→ **Task statement**
Give back only the lines in the records below from the one with "use jsonwebtoken::errors::ErrorKind;" to the one with "#[serde(flatten)]", both inclusive, word for word.

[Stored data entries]
########
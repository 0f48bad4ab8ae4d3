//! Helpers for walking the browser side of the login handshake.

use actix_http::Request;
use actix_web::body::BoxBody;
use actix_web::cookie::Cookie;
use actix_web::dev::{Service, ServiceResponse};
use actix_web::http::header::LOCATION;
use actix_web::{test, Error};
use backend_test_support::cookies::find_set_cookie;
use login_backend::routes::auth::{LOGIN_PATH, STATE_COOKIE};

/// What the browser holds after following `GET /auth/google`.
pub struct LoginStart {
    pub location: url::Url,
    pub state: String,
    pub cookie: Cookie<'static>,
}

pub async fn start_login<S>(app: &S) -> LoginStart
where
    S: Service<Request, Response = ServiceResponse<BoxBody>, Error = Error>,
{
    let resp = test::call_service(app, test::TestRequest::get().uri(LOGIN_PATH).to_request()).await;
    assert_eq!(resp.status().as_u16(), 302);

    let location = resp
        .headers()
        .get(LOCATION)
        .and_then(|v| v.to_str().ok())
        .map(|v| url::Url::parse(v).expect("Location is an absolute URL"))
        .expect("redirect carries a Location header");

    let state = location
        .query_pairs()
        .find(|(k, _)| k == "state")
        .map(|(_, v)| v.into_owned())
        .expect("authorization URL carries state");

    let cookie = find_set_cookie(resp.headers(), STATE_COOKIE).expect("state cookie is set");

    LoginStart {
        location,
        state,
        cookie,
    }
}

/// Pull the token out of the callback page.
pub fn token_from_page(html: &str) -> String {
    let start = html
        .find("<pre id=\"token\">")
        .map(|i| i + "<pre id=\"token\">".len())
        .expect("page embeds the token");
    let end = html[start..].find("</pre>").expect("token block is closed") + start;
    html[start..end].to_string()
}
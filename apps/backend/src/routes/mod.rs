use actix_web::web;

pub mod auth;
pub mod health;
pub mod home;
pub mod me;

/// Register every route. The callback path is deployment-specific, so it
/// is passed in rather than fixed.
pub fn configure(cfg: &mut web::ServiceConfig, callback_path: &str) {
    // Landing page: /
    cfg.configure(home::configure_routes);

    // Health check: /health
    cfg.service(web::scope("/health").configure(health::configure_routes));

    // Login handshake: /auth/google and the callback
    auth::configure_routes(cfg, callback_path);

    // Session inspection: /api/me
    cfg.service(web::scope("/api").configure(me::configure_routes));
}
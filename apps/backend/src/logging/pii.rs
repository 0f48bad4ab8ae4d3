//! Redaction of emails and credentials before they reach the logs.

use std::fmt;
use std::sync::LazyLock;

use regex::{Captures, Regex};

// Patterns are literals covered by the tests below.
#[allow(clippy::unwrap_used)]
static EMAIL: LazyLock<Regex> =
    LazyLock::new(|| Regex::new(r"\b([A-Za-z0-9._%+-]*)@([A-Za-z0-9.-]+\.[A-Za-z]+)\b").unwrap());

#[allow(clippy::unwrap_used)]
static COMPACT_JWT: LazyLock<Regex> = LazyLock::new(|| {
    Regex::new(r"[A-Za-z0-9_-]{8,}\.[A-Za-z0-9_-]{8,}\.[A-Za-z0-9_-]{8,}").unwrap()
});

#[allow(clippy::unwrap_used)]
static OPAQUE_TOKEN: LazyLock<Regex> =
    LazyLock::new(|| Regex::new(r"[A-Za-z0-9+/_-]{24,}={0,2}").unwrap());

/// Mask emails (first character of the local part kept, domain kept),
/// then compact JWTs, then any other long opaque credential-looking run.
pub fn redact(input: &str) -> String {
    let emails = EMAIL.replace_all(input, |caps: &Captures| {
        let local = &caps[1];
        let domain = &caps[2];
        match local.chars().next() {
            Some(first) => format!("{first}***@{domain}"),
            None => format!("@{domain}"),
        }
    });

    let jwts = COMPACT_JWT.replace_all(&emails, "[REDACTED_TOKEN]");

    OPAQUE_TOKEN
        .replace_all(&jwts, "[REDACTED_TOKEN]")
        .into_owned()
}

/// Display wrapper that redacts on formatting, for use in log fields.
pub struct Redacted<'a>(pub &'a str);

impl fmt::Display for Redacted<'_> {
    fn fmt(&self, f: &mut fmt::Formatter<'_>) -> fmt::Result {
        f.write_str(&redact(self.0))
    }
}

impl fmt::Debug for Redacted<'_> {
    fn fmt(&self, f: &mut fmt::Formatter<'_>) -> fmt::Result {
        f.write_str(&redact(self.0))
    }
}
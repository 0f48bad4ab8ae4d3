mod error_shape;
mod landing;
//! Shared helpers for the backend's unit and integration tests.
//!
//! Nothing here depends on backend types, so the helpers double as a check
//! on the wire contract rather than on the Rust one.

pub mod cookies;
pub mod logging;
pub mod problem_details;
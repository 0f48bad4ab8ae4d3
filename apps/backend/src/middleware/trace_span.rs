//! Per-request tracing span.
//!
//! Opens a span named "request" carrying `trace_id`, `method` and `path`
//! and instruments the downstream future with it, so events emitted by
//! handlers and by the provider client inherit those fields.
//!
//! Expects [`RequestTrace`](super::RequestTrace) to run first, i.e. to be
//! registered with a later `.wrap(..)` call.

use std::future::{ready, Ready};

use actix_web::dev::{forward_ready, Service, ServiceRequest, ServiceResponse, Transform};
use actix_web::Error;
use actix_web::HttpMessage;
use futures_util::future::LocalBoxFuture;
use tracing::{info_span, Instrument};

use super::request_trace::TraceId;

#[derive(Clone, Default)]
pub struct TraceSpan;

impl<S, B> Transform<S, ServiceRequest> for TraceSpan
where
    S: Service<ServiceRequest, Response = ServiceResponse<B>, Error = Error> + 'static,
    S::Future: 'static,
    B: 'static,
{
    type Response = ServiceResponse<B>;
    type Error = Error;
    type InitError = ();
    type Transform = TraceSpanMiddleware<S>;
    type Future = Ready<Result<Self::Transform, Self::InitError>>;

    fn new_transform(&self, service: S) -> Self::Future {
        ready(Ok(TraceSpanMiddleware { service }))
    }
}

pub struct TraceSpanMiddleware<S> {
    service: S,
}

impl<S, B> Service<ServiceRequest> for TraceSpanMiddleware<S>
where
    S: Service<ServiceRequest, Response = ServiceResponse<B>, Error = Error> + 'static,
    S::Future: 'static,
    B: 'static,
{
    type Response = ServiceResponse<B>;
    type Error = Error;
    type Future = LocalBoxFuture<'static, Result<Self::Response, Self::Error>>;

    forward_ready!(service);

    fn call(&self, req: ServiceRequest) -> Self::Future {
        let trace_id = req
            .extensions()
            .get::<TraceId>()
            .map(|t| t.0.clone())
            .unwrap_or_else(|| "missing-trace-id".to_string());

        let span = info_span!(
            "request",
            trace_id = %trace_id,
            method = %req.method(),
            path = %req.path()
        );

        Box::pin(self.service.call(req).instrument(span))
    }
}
########
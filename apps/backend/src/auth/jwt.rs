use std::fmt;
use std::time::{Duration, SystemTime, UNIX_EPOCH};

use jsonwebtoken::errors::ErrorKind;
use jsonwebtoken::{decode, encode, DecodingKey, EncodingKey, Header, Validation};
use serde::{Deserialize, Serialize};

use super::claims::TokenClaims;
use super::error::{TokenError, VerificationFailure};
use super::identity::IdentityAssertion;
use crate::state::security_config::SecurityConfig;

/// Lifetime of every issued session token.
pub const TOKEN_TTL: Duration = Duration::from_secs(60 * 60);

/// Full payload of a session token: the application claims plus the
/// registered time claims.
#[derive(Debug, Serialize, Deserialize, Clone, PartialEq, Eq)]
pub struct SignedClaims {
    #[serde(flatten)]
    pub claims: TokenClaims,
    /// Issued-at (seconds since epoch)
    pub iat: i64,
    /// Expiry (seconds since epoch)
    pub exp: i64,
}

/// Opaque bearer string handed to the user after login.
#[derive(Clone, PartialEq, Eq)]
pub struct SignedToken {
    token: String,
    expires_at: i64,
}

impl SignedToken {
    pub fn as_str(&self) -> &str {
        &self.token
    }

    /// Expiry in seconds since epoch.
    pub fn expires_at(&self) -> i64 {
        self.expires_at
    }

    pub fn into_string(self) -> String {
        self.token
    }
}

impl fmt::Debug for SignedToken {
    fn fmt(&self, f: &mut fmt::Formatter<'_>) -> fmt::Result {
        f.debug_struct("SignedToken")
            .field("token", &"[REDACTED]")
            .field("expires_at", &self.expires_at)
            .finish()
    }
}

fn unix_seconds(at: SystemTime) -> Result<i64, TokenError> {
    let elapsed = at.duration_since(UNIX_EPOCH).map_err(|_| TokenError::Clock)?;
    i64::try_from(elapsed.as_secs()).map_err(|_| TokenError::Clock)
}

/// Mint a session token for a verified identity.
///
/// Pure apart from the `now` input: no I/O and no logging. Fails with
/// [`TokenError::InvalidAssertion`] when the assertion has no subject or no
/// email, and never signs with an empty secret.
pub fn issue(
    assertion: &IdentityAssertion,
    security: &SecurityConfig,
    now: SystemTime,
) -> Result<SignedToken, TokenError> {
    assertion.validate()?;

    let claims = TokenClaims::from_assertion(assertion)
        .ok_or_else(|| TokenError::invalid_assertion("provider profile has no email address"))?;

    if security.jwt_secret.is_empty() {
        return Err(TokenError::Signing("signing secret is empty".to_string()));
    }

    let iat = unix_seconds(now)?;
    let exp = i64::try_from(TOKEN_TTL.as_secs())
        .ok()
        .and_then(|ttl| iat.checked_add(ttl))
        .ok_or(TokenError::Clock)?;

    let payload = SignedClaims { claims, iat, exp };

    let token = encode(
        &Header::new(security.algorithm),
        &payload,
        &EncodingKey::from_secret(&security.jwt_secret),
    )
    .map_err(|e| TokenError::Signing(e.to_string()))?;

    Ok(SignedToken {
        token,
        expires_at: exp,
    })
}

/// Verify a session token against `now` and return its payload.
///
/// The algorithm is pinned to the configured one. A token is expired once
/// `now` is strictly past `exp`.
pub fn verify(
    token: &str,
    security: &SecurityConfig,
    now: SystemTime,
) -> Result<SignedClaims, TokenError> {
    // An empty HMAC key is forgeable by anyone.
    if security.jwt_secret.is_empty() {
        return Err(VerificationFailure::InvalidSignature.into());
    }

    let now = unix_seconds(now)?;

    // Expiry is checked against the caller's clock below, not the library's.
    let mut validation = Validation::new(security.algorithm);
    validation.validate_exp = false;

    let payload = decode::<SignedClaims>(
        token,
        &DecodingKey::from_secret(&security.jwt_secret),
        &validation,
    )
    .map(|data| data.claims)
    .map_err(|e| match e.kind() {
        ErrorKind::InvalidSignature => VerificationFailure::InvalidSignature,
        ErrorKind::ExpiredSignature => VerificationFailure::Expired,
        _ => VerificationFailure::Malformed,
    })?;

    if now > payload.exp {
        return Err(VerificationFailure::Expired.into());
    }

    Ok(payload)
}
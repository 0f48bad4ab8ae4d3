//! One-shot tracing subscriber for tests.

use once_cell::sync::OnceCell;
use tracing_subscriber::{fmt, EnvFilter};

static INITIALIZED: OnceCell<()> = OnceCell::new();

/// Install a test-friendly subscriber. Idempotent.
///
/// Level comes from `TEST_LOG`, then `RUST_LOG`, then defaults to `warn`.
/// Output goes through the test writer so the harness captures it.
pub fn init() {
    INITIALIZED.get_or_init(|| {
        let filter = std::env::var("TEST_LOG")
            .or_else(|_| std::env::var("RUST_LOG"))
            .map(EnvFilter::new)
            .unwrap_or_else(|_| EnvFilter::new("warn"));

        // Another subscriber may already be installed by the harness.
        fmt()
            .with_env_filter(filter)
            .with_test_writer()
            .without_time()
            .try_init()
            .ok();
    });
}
########
→ **Expected answer**
use jsonwebtoken::errors::ErrorKind;
use jsonwebtoken::{decode, encode, DecodingKey, EncodingKey, Header, Validation};
use serde::{Deserialize, Serialize};

use super::claims::TokenClaims;
use super::error::{TokenError, VerificationFailure};
use super::identity::IdentityAssertion;
use crate::state::security_config::SecurityConfig;

/// Lifetime of every issued session token.
pub const TOKEN_TTL: Duration = Duration::from_secs(60 * 60);

/// Full payload of a session token: the application claims plus the
/// registered time claims.
#[derive(Debug, Serialize, Deserialize, Clone, PartialEq, Eq)]
pub struct SignedClaims {
    #[serde(flatten)]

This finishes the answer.